Vietnamese Doan Thi Huong, 29, and Indonesian Siti Aisyah, 25, are accused of rubbing the chemical onto his face.
The pair say, tricked by North Korean agents, they thought it was a TV prank.
Pyongyang has denied any involvement in the killing, but Malaysian authorities maintain that four North Korean men, believed to be spies involved in the murder, fled Malaysia the same day.
The incident led to a bitter diplomatic row and strained the once cordial tiesbetween North Korea and Malaysia, which expelled each other's ambassadors.
What happened at court?
The trial has been eight months in the making and the two women are the only suspects actually charged with the murder of Kim Jong-nam.
With their heads bowed and wearing handcuffs and bullet-proof vests, the women walked past a horde of journalists gathered outside the court in Shah Alam, outside of Kuala Lumpur, reported the AFP news agency.
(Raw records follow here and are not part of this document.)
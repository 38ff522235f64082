use crate::Rgba;
use crate::gamma::{gamma_to_linear, linear_to_gamma};
use crate::yuv::{UV_ROUNDING, Y_ROUNDING, rgb_to_u, rgb_to_v, rgb_to_y};

/// Gamma-corrected average of a 2x2 (or 2x1) block, scaled by 4
#[derive(Debug, Default, Clone, Copy, PartialEq, Eq)]
pub(crate) struct Accum {
    pub(crate) r: u16,
    pub(crate) g: u16,
    pub(crate) b: u16,
}

#[inline(always)]
fn sum4(a: u8, b: u8, c: u8, d: u8) -> u16 {
    linear_to_gamma(
        gamma_to_linear(a) + gamma_to_linear(b) + gamma_to_linear(c) + gamma_to_linear(d),
        0,
    )
}

#[inline(always)]
fn sum2(a: u8, b: u8) -> u16 {
    linear_to_gamma(gamma_to_linear(a) + gamma_to_linear(b), 1)
}

/// Box filter two rows into `width.div_ceil(2)` accumulators.
///
/// If `width` is odd the last column only has the two vertically adjacent pixels. To filter a
/// single row pass it as both `row0` and `row1`.
pub(crate) fn accumulate_rgb(row0: &[Rgba], row1: &[Rgba], width: usize, dst: &mut [Accum]) {
    let pairs = width / 2;

    for ((dst, top), bottom) in dst[..pairs]
        .iter_mut()
        .zip(row0[..pairs * 2].chunks_exact(2))
        .zip(row1[..pairs * 2].chunks_exact(2))
    {
        *dst = Accum {
            r: sum4(top[0][0], top[1][0], bottom[0][0], bottom[1][0]),
            g: sum4(top[0][1], top[1][1], bottom[0][1], bottom[1][1]),
            b: sum4(top[0][2], top[1][2], bottom[0][2], bottom[1][2]),
        };
    }

    if width & 1 != 0 {
        let top = row0[width - 1];
        let bottom = row1[width - 1];

        dst[pairs] = Accum {
            r: sum2(top[0], bottom[0]),
            g: sum2(top[1], bottom[1]),
            b: sum2(top[2], bottom[2]),
        };
    }
}

pub(crate) fn convert_rows_to_uv(accum: &[Accum], dst_u: &mut [u8], dst_v: &mut [u8]) {
    for ((rgb, u), v) in accum.iter().zip(dst_u).zip(dst_v) {
        let (r, g, b) = (i32::from(rgb.r), i32::from(rgb.g), i32::from(rgb.b));

        *u = rgb_to_u(r, g, b, UV_ROUNDING);
        *v = rgb_to_v(r, g, b, UV_ROUNDING);
    }
}

pub(crate) fn convert_row_to_y(row: &[Rgba], dst: &mut [u8]) {
    for (px, y) in row.iter().zip(dst) {
        *y = rgb_to_y(
            i32::from(px[0]),
            i32::from(px[1]),
            i32::from(px[2]),
            Y_ROUNDING,
        );
    }
}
After the charges were read to them in court in Indonesian and Vietnamese, the two women entered their pleas through interpreters.
If found guilty, the women face the death penalty. Their defence lawyers are likely to argue that the real culprits are North Korean agents, who left Malaysia.
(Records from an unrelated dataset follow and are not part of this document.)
use crate::import::{convert_rows, verify_source};
use crate::{AlphaMode, EncodeError, Picture, RgbaSource, import_rgba};
use log::trace;
use rayon::iter::{IndexedParallelIterator, ParallelIterator};
use rayon::slice::ParallelSliceMut;

/// Same as [`import_rgba`] but converts bands of row pairs on the rayon thread pool.
///
/// The output is identical to the single threaded conversion.
#[inline(never)]
pub fn import_rgba_multi_thread<S: RgbaSource + Sync + ?Sized>(
    src: &S,
    alpha_mode: AlphaMode,
) -> Result<Picture, EncodeError> {
    let threads = num_cpus::get();

    if threads == 1 {
        return import_rgba(src, alpha_mode);
    }

    verify_source(src, alpha_mode)?;

    let width = src.width();
    let uv_width = width.div_ceil(2);

    let pairs_per_band = src.height().div_ceil(2).div_ceil(threads);

    let mut picture = Picture::new(width, src.height())?;
    let (y, u, v) = picture.planes_mut();

    y.par_chunks_mut(pairs_per_band * 2 * width)
        .zip(u.par_chunks_mut(pairs_per_band * uv_width))
        .zip(v.par_chunks_mut(pairs_per_band * uv_width))
        .enumerate()
        .for_each(|(band, ((y, u), v))| {
            let first_row = band * pairs_per_band * 2;

            trace!("converting band {band} starting at row {first_row}");

            convert_rows(src, first_row, y, u, v);
        });

    Ok(picture)
}

#[cfg(test)]
mod tests {
    use super::*;
    use crate::{Image, PixelFormat};

    #[test]
    fn matches_single_threaded() {
        for (width, height) in [(1, 1), (7, 5), (64, 33), (129, 130)] {
            let mut image = Image::blank(PixelFormat::RGB, width, height);

            for (i, b) in image.buffer_mut().iter_mut().enumerate() {
                *b = (i * 31 % 251) as u8;
            }

            let single = import_rgba(&image, AlphaMode::Reject).unwrap();
            let multi = import_rgba_multi_thread(&image, AlphaMode::Reject).unwrap();

            assert_eq!(single, multi, "{width}x{height}");
        }
    }
}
But in his opening remarks, the prosecutor said he aims to prove that the women, along with the four North Korean men still at large, intended to murder Mr Kim.
Why was the murder so shocking?
The murder is notable for its sheer audacity, taking place as it did mid-morning in full view of all the security cameras at Kuala Lumpur's airport.
On 13 February the two women were seen threading through crowds of people and accosting Mr Kim, before rubbing their hands on his face.
Then there was the speed with which Mr Kim died. Immediately after the attack he sought help from airport staff, who led him to a clinic, but he collapsed and died just minutes later.
After an autopsy, Malaysian authorities announced he was killed by VX, a toxin so lethal that it is classified as a weapon of mass destruction by the United Nations.